Boys don’t get verbally judged every time an adult addresses them. They might get “little man” or “Tiger.” Girls will get told they’re pretty, or that their outfit or hair is gorgeous, and get called ‘Princess.’ None of this, of course, is deliberately intended to stereotype them, it’s just the way we talk to girls.

There are those who think its damaging to allow our daughters to even be exposed to Disney’s addictive Royalty. Girls might do better than boys in exams, but the amount of teens I’ve met who aspire to marry a footballer or claim they need plastic surgery before they’ve even finished growing shows the toxicity of the superficial.

How many teen girls you know could tell you who Marie Curie was, or what Karren Brady does other than appear on the Apprentice? But I bet they could probably tell you the colour Ariel’s hair and complete biographies of all the Kardashians.

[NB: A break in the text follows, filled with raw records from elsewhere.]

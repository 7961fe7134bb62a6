//! Core library for `dirswap`.
//!
//! Relocates the contents of one install root into another and keeps a
//! journal so the relocation can be undone:
//! - `fs_ops`: size accounting, active-root classification and the
//!   merge-move relocation engine.
//! - `journal`: versioned, checksummed persistence of move records.
//! - `relocator`: the three control-surface operations on top of both.
//! - `worker`: runs an operation on a background thread and returns its
//!   outcome as a message.

pub mod cli;
pub mod config;
pub mod errors;
pub mod fs_ops;
pub mod journal;
pub mod output;
pub mod platform;
pub mod relocator;
pub mod resume;
pub mod shutdown;
pub mod worker;

pub use config::{
    CONFIG_ENV, Config, LoadResult, LogLevel, default_config_path, default_journal_path,
    default_log_path, load_config_from_xml_path, load_or_init, path_has_symlink_ancestor,
};
pub use errors::{DirswapError, DirswapResult};
pub use fs_ops::{
    ActiveRoot, Classification, MoveOptions, OperationLock, RelocationRun, ReverseReport,
    classify, dir_size, move_tree, relocate_tree, restore,
};
pub use journal::{Journal, MoveRecord};
pub use relocator::{ForwardReport, Relocator};
//! Core configuration types.
//! - Config holds runtime settings with sensible defaults.
//! - LogLevel represents verbosity with simple parsing helpers.

use std::fmt;
use std::path::PathBuf;
use std::str::FromStr;

use super::paths;
use super::{
    COPY_BUFFER_DEFAULT, EXCLUDED_FOLDER_DEFAULT, ROOT_A_DEFAULT, ROOT_B_DEFAULT,
    SIZE_THRESHOLD_DEFAULT,
};

/// Program-defined verbosity levels exposed to users/config.
#[derive(Debug, Clone, PartialEq, Eq, Default)]
pub enum LogLevel {
    /// Only errors
    Quiet,
    /// Informational output (default)
    #[default]
    Normal,
    /// More info (like verbose)
    Info,
    /// Debug/trace
    Debug,
}

impl LogLevel {
    /// Parse common string names into our LogLevel (case-insensitive).
    pub fn parse(s: &str) -> Option<Self> {
        match s.to_ascii_lowercase().as_str() {
            "quiet" | "error" | "none" => Some(LogLevel::Quiet),
            "normal" => Some(LogLevel::Normal),
            "info" | "verbose" | "detailed" => Some(LogLevel::Info),
            "debug" | "trace" => Some(LogLevel::Debug),
            _ => None,
        }
    }
}

impl fmt::Display for LogLevel {
    fn fmt(&self, f: &mut fmt::Formatter<'_>) -> fmt::Result {
        let s = match self {
            LogLevel::Quiet => "quiet",
            LogLevel::Normal => "normal",
            LogLevel::Info => "info",
            LogLevel::Debug => "debug",
        };
        f.write_str(s)
    }
}

impl FromStr for LogLevel {
    type Err = String;
    fn from_str(s: &str) -> Result<Self, Self::Err> {
        Self::parse(s).ok_or_else(|| format!("invalid log level: '{s}'"))
    }
}

/// Runtime configuration used by the relocator.
#[derive(Debug, Clone)]
pub struct Config {
    /// First install root ("official")
    pub root_a: PathBuf,
    /// Second install root ("alternate")
    pub root_b: PathBuf,
    /// `root_a` is active iff its measured size is strictly above this
    pub size_threshold: u64,
    /// Top-level folder name never relocated (case-sensitive)
    pub excluded_folder: String,
    /// Where the move journal is persisted
    pub journal_path: PathBuf,
    /// Chunk size for streaming copies
    pub copy_buffer_size: usize,
    /// Console verbosity
    pub log_level: LogLevel,
    /// Optional path to a log file
    pub log_file: Option<PathBuf>,
}

impl Default for Config {
    fn default() -> Self {
        Self {
            root_a: PathBuf::from(ROOT_A_DEFAULT),
            root_b: PathBuf::from(ROOT_B_DEFAULT),
            size_threshold: SIZE_THRESHOLD_DEFAULT,
            excluded_folder: EXCLUDED_FOLDER_DEFAULT.to_string(),
            journal_path: paths::default_journal_path()
                .unwrap_or_else(|_| PathBuf::from("move_journal.bin")),
            copy_buffer_size: COPY_BUFFER_DEFAULT,
            log_level: LogLevel::Normal,
            log_file: paths::default_log_path().ok(),
        }
    }
}

impl Config {
    /// Construct a Config with explicit roots and journal; other fields use defaults.
    pub fn new(
        root_a: impl Into<PathBuf>,
        root_b: impl Into<PathBuf>,
        journal_path: impl Into<PathBuf>,
    ) -> Self {
        Self {
            root_a: root_a.into(),
            root_b: root_b.into(),
            journal_path: journal_path.into(),
            ..Default::default()
        }
    }

    /// Builder-style threshold override.
    pub fn with_threshold(mut self, bytes: u64) -> Self {
        self.size_threshold = bytes;
        self
    }

    /// Builder-style excluded folder override.
    pub fn with_excluded(mut self, name: impl Into<String>) -> Self {
        self.excluded_folder = name.into();
        self
    }
}
//! Active-root classification.
//!
//! `root_a` is active iff its measured size is strictly above the threshold;
//! otherwise `root_b` is presumed active without checking its size. `root_b`'s
//! size only feeds the "both roots are over the threshold" warning, which
//! signals an un-migrated or inconsistent install.

use std::fmt;
use std::path::{Path, PathBuf};
use tracing::{info, warn};

use super::size::dir_size;

/// Which of the two configured roots is in live use.
#[derive(Debug, Clone, Copy, PartialEq, Eq)]
pub enum ActiveRoot {
    A,
    B,
}

impl ActiveRoot {
    /// The other root.
    pub fn other(self) -> Self {
        match self {
            ActiveRoot::A => ActiveRoot::B,
            ActiveRoot::B => ActiveRoot::A,
        }
    }

    /// Pick the path corresponding to this root.
    pub fn select<'a>(self, root_a: &'a Path, root_b: &'a Path) -> &'a Path {
        match self {
            ActiveRoot::A => root_a,
            ActiveRoot::B => root_b,
        }
    }
}

impl fmt::Display for ActiveRoot {
    fn fmt(&self, f: &mut fmt::Formatter<'_>) -> fmt::Result {
        f.write_str(match self {
            ActiveRoot::A => "root A",
            ActiveRoot::B => "root B",
        })
    }
}

/// Immutable result of one size scan over both roots.
#[derive(Debug, Clone, PartialEq, Eq)]
pub struct Classification {
    pub root_a: PathBuf,
    pub root_b: PathBuf,
    pub size_a: u64,
    pub size_b: u64,
    pub threshold: u64,
    pub active: ActiveRoot,
    /// Both roots exceed the threshold at the same time.
    pub inconsistent: bool,
}

impl Classification {
    /// Path of the active root.
    pub fn active_path(&self) -> &Path {
        self.active.select(&self.root_a, &self.root_b)
    }

    /// Path of the inactive root.
    pub fn inactive_path(&self) -> &Path {
        self.active.other().select(&self.root_a, &self.root_b)
    }
}

/// Apply the threshold rule to already-measured sizes.
pub fn decide(size_a: u64, size_b: u64, threshold: u64) -> (ActiveRoot, bool) {
    let a_over = size_a > threshold;
    let active = if a_over { ActiveRoot::A } else { ActiveRoot::B };
    (active, a_over && size_b > threshold)
}

/// Measure both roots (concurrently) and classify which one is active.
pub fn classify(root_a: &Path, root_b: &Path, threshold: u64) -> Classification {
    let (size_a, size_b) = rayon::join(|| dir_size(root_a), || dir_size(root_b));
    let (active, inconsistent) = decide(size_a, size_b, threshold);

    if inconsistent {
        warn!(
            size_a,
            size_b,
            threshold,
            "both roots exceed the size threshold; data may not have been migrated cleanly"
        );
    }
    info!(size_a, size_b, threshold, active = %active, "classified roots");

    Classification {
        root_a: root_a.to_path_buf(),
        root_b: root_b.to_path_buf(),
        size_a,
        size_b,
        threshold,
        active,
        inconsistent,
    }
}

I know a Dad of girls who banned any Disney princesses in the house because he didn’t want them to think that life was all about finding your prince and getting him up the aisle.

I also know a Dad who banned his sons from having toy guns or any ‘violent’ characters like Transformers (and his offspring are about the most aggressive children I’ve ever met).

It’s true that all our boys had their phases – dressing up as Spiderman for an entire month or imagining themselves as Transformers – it passed, although they all still have their Bart Simpson moments.

I don’t want to stop Bonnie enjoying her Princess phase. We just have to balance all that pink fairydom with exposure to other, less sparkly things too. She’s already leaning more towards Lara Croft, chasing her brothers around the garden dressed as Cinderella and brandishing an AK47 pump-action water pistol.

I have my limits. You won’t find a single Barbie in our house, not until she gains at least two stones and gets a PhD.